Karakterler karton değil. Sadece Cem Yılmaz değil tüm oyuncular çok başarılı. Film; Ege köylüsünün ve oradaki tütün işçilerinin yaşantısını, o coğrafyanın kendine özgü İslam anlayışını çok zarif biçimde getirip belleğimize bırakıyor. Her görüntüyü, her tanıklığı film karesiyle eşleştiriyor. Hikâyenin ramazan orucuyla ölüm oruçları arasında kurduğu bağın filmin organikliğini zedelediğini düşünsem de kesinlikle izlenmeye ve üzerinde düşünmeye değer.

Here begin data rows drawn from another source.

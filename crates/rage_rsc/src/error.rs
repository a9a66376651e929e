//! Error types that can be emitted from this library

use miette::Diagnostic;
use thiserror::Error;

/// Error type for library
#[derive(Error, Diagnostic, Debug)]
pub enum Error {
    /// Transparent warpper for [`std::io::Error`]
    #[error(transparent)]
    IOError(#[from] std::io::Error),

    /// Transparent warpper for [`binrw::Error`]
    #[error(transparent)]
    BinRWError(#[from] binrw::Error),

    /// data does not start with a resource frame
    #[error("data does not start with a RSC7 resource frame")]
    InvalidFrame,

    /// no page layout fits the blocks
    #[error("no page layout up to base shift {max_shift:#x} fits a {largest} byte block in {blocks} blocks")]
    PackingOverflow {
        /// Number of blocks being packed
        blocks: usize,
        /// Length of the largest block
        largest: u64,
        /// The base shift limit that was exceeded
        max_shift: u32,
    },

    /// positional invariants were broken while serializing
    #[error("resource layout is inconsistent")]
    Consistency(#[from] ConsistencyError),
}

/// Error type describing a block whose serialized bytes disagree with its layout
#[derive(Error, Diagnostic, Debug)]
pub enum ConsistencyError {
    /// block at {position:#x} declared {declared} bytes but wrote {written}
    #[error("block at {position:#x} declared {declared} bytes but wrote {written}")]
    LengthMismatch {
        /// Absolute position of the block
        position: u64,
        /// Length the block reported while packing
        declared: u64,
        /// Bytes the block actually wrote
        written: u64,
    },

    /// block was never assigned a position
    #[error("block was never assigned a position")]
    Unplaced,

    /// pointer slot at {offset:#x} overlaps another slot or runs past the block
    #[error("pointer slot at {offset:#x} overlaps another slot or runs past a {length} byte block")]
    PointerSlot {
        /// Offset of the slot inside the block
        offset: u64,
        /// Length of the block's data
        length: u64,
    },

    /// block at {position:#x} lies outside of its arena
    #[error("block at {position:#x} lies outside of its arena")]
    OutsideArena {
        /// Absolute position of the block
        position: u64,
    },
}

/// Generic result type with crate's Error as its error variant
pub type Result<T> = core::result::Result<T, Error>;
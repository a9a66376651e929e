use pretty_assertions::assert_eq;
use proptest::prelude::*;
use rage_rsc::{
    block::{GraphicsBlock, SystemBlock},
    build::{build, BuildOptions},
    error::Result,
    flags::PageFlags,
    frame::decompress_resource,
    pack::{collect_blocks, pack_advanced, pack_naive, Packing},
};
use tracing_test::traced_test;

const BASE: u64 = 0x5000_0000;

/// Every block lies inside a single page, 16 byte aligned, and no two blocks overlap
fn check_layout(lengths: &[u64], packing: &Packing) -> std::result::Result<(), TestCaseError> {
    prop_assert_eq!(packing.positions.len(), lengths.len());
    let pages = packing.flags.pages();

    let mut ranges = Vec::new();
    for (&position, &length) in packing.positions.iter().zip(lengths) {
        let offset = position - BASE;
        prop_assert_eq!(offset % 16, 0);

        let page = pages
            .iter()
            .find(|p| p.offset <= offset && offset < p.offset + p.size);
        prop_assert!(page.is_some(), "block at {:#x} is outside every page", offset);
        let page = page.unwrap();
        prop_assert!(offset + length <= page.offset + page.size);

        ranges.push((offset, offset + length));
    }

    ranges.sort();
    for pair in ranges.windows(2) {
        prop_assert!(pair[0].1 <= pair[1].0, "{:?} overlaps {:?}", pair[0], pair[1]);
    }
    Ok(())
}

proptest! {
    #[test]
    fn prop_advanced_layout_is_valid(
        lengths in prop::collection::vec(1u64..300_000, 1..60),
        has_root in any::<bool>(),
    ) {
        let packing = pack_advanced(&lengths, BASE, has_root, 128).unwrap();
        check_layout(&lengths, &packing)?;
        prop_assert!(packing.flags.page_count() <= 128);
        if has_root {
            prop_assert_eq!(packing.positions[0], BASE);
        }
    }

    #[test]
    fn prop_naive_layout_is_valid(lengths in prop::collection::vec(1u64..100_000, 1..300)) {
        let packing = pack_naive(&lengths, BASE).unwrap();
        check_layout(&lengths, &packing)?;

        let counts = packing.flags.counts();
        prop_assert_eq!(counts.iter().sum::<u32>(), counts[4]);
        for pair in packing.positions.windows(2) {
            prop_assert!(pair[0] < pair[1]);
        }
    }
}

#[traced_test]
#[test]
fn built_resource_matches_layout() -> Result<()> {
    let texture = GraphicsBlock::new(vec![0x42; 0x3000]).into_ref();
    let names = SystemBlock::new(b"rage\0resource\0".to_vec()).into_ref();
    let root = SystemBlock::new(vec![0; 32])
        .with_pointer(0, names.clone())
        .with_pointer(8, texture.clone())
        .into_ref();

    let set = collect_blocks(&root);
    assert_eq!(set.system.len(), 2);
    assert_eq!(set.graphics.len(), 1);

    let resource = build(&root, 0x41, &BuildOptions::default())?;
    let (frame, data) = decompress_resource(&resource)?;
    let frame = frame.expect("framed");

    assert_eq!(frame.flags_version(), 0x41);
    assert_eq!(data.len() as u64, frame.system_size() + frame.graphics_size());
    assert_eq!(frame.graphics_flags.pages().len(), 1);

    let names_position = u64::from_le_bytes(data[0..8].try_into().unwrap());
    let texture_position = u64::from_le_bytes(data[8..16].try_into().unwrap());
    assert_eq!(texture_position, 0x6000_0000);

    let names_offset = (names_position - BASE) as usize;
    assert_eq!(&data[names_offset..names_offset + 14], b"rage\0resource\0");

    let graphics = &data[frame.system_size() as usize..];
    assert!(graphics[..0x3000].iter().all(|&b| b == 0x42));

    Ok(())
}

#[test]
fn metadata_root_uses_equal_pages() -> Result<()> {
    let leaves = (0..4)
        .map(|i| SystemBlock::new(vec![i; 0x1800]).into_ref())
        .collect::<Vec<_>>();
    let root = leaves
        .iter()
        .enumerate()
        .fold(SystemBlock::new(vec![0; 32]), |root, (i, leaf)| {
            root.with_pointer(i * 8, leaf.clone())
        })
        .metadata_root()
        .into_ref();

    let options = BuildOptions::builder().compress(false).build();
    let resource = build(&root, 2, &options)?;
    let system = PageFlags::from_value(u32::from_le_bytes(resource[8..12].try_into().unwrap()));

    let counts = system.counts();
    assert_eq!(counts[4], system.page_count());
    assert_eq!(system.page_size(4), 0x2000);
    assert_eq!(system.page_count(), 4);

    Ok(())
}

Yüksel Aksu ve ekibini tebrik ederim.

DİP DALGA TARTIŞMALARA GİRİŞ

Dedim ya bu haftalar dipten gelen tartışmalar var gündemimde. Geldiğimiz yer ve gençlerle aramıza giren mesafe, sol ve İslam arasında bağ kurmaya çalışan gençlerin düşünce dünyaları, itirazları derken, kendi gençliğimiz ve başkaldırılarımız da gözlerimin önünden geçiyor.

Bizim gibi 70'li yıllarda ilk gençliği yaşamaya başladıysanız içiniz hep biraz buruktur. İdeoloji, dava gibi kelimelerle ve de bunun bedeli olarak ölümle tanıklığınızın yaşı 10'u dahi bulmaz.

Mutlaka, davaya adanmışlığına, şahadetine ya da devrimci şehitliğine tanık olduğunuz birileri vardır etrafınızda. Çok sonraları hayatın akışı içinde tanıklıklarınızla “bunun için mi ölmüştü ya da işkence görmüştü” diye sorgulayacağınızı ise o yıllarda asla aklınıza getiremezsiniz. Yine o yıllarda “herkesin kendi doğrusu en doğrudur” ve kimsenin bundan şüphesi yoktur.

“Ya benim olursun ya toprağın” en siyasete karışmayanının türküsüdür.

Bizim nesil erken yaşlarda ciddiyetle büyüdü. En sevdiğimiz kitaplar işkence ve ölüm hikâyeleri anlatanlar oldu. Belki de bu ruh halimiz gençlere yansıdı. Hayatımızın o dönemlerine ilişkin olağan akışını idealize ettik.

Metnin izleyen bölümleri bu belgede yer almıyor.